Puzzlingly, share prices of the companies so censured did not react immediately, in spite of the fact that their cash pile has been severely eroded, and their pricing power cut into. It is possible that the market had already priced in the possibility of the CCI verdict being negative. A less sanguine possibility is that market participants simply do not believe that this regulatory action will be allowed to stand, or suspect that it will be weakened significantly by the politically powerful cement lobby. The cement industry may have many arguments in its defence, but it is important to ensure that the CCI’s landmark order is judged by the appellate authority on its merit alone. As markets grow in size and complexity, they will become more open to manipulation, and a robust, empowered regulator will be essential to protect market integrity and consumers’ interests.
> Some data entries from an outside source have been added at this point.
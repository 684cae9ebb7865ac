//! AWS Bedrock backend for Anthropic Claude models.
//!
//! Calls the `InvokeModel` runtime endpoint with an Anthropic Messages body.
//! Authenticates with a Bedrock API key sent as a bearer token.

use super::backend::{Generation, ModelBackend, Task};
use super::http;
use crate::config::ModelConfig;
use crate::error::{ProviderError, ProviderResult};
use async_trait::async_trait;
use serde::{Deserialize, Serialize};
use std::time::{Duration, Instant};

pub const DEFAULT_REGION: &str = "us-east-1";
const ANTHROPIC_VERSION: &str = "bedrock-2023-05-31";

/// Bedrock backend for one region.
pub struct BedrockBackend {
    api_key: String,
    base_url: String,
    timeout: Duration,
    client: reqwest::Client,
}

impl BedrockBackend {
    pub fn new(region: &str, api_key: &str, timeout: Duration) -> Self {
        Self {
            api_key: api_key.to_string(),
            base_url: format!("https://bedrock-runtime.{region}.amazonaws.com"),
            timeout,
            client: http::client(),
        }
    }

    /// Override the runtime endpoint (VPC endpoints, local stubs).
    pub fn with_base_url(mut self, base_url: &str) -> Self {
        self.base_url = base_url.trim_end_matches('/').to_string();
        self
    }

    /// `{base}/model/{model_id}/invoke` with the model id percent-encoded.
    fn invoke_url(&self, model_id: &str) -> ProviderResult<reqwest::Url> {
        let mut url = reqwest::Url::parse(&self.base_url).map_err(|e| ProviderError::Request {
            provider: "bedrock".to_string(),
            message: format!("invalid endpoint {}: {e}", self.base_url),
            status_code: None,
        })?;
        url.path_segments_mut()
            .map_err(|_| ProviderError::Request {
                provider: "bedrock".to_string(),
                message: format!("endpoint {} cannot take a path", self.base_url),
                status_code: None,
            })?
            .pop_if_empty()
            .extend(["model", model_id, "invoke"]);
        Ok(url)
    }
}

fn request_body(model: &ModelConfig, task: &Task) -> InvokeRequest {
    let mut content = Vec::with_capacity(2);
    if let Some(image) = task.image() {
        content.push(ContentBlock::Image {
            source: ImageSource {
                source_type: "base64",
                media_type: image.media_type.clone(),
                data: image.base64(),
            },
        });
    }
    content.push(ContentBlock::Text {
        text: task.user_prompt(),
    });

    InvokeRequest {
        anthropic_version: ANTHROPIC_VERSION,
        max_tokens: model.max_tokens(),
        temperature: model.temperature(),
        system: Some(model.system_prompt().to_string()).filter(|s| !s.is_empty()),
        messages: vec![Message {
            role: "user",
            content,
        }],
    }
}

// --- Request types ---

#[derive(Serialize)]
struct InvokeRequest {
    anthropic_version: &'static str,
    max_tokens: u32,
    temperature: f32,
    #[serde(skip_serializing_if = "Option::is_none")]
    system: Option<String>,
    messages: Vec<Message>,
}

#[derive(Serialize)]
struct Message {
    role: &'static str,
    content: Vec<ContentBlock>,
}

#[derive(Serialize)]
#[serde(tag = "type")]
enum ContentBlock {
    #[serde(rename = "image")]
    Image { source: ImageSource },
    #[serde(rename = "text")]
    Text { text: String },
}

#[derive(Serialize)]
struct ImageSource {
    #[serde(rename = "type")]
    source_type: &'static str,
    media_type: String,
    data: String,
}

// --- Response types ---

#[derive(Deserialize)]
struct InvokeResponse {
    content: Vec<ResponseContent>,
    #[serde(default)]
    model: Option<String>,
    usage: Option<Usage>,
}

#[derive(Deserialize)]
struct ResponseContent {
    text: Option<String>,
}

#[derive(Deserialize)]
struct Usage {
    input_tokens: u32,
    output_tokens: u32,
}

#[async_trait]
impl ModelBackend for BedrockBackend {
    fn name(&self) -> &str {
        "bedrock"
    }

    async fn generate(&self, model: &ModelConfig, task: &Task) -> ProviderResult<Generation> {
        let start = Instant::now();
        let url = self.invoke_url(model.model_name())?;

        let request = self
            .client
            .post(url)
            .bearer_auth(&self.api_key)
            .header("accept", "application/json")
            .json(&request_body(model, task))
            .timeout(self.timeout);
        let resp: InvokeResponse = http::send_json("bedrock", request).await?;

        let text = resp
            .content
            .into_iter()
            .filter_map(|c| c.text)
            .collect::<Vec<_>>()
            .join("");

        Ok(Generation {
            text: http::non_empty("bedrock", &text)?,
            model: resp.model.unwrap_or_else(|| model.model_name().to_string()),
            tokens_used: resp.usage.map(|u| u.input_tokens + u.output_tokens),
            latency_ms: start.elapsed().as_millis() as u64,
        })
    }

    fn timeout(&self) -> Duration {
        self.timeout
    }
}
It will, thus, be in nobody’s interest for this, the first major such regulatory action, to be diluted or evaded. The chairman of the CCI, Ashok Chawla, has said that an investigation of practices in the tyre sector is at “an advanced stage” and that other probes are on in milk, pharmaceuticals and civil aviation. Anecdotally, several of these sectors have been seen to coordinate price increases and decreases, but a formal investigation of cartelisation, of course, requires more than that; as the order said, the institutionalisation of such coordination is what matters.

The government is in the process of examining whether the CCI’s regulatory ambit should be expanded to include the scrutiny of mergers and acquisitions. That, taken together with the CCI’s recent energy, is a good sign for robust, regulated capitalism in India. Some short-term pain for individual companies is a small price to pay for a more efficient, lower-cost economy in which capacity is properly utilised.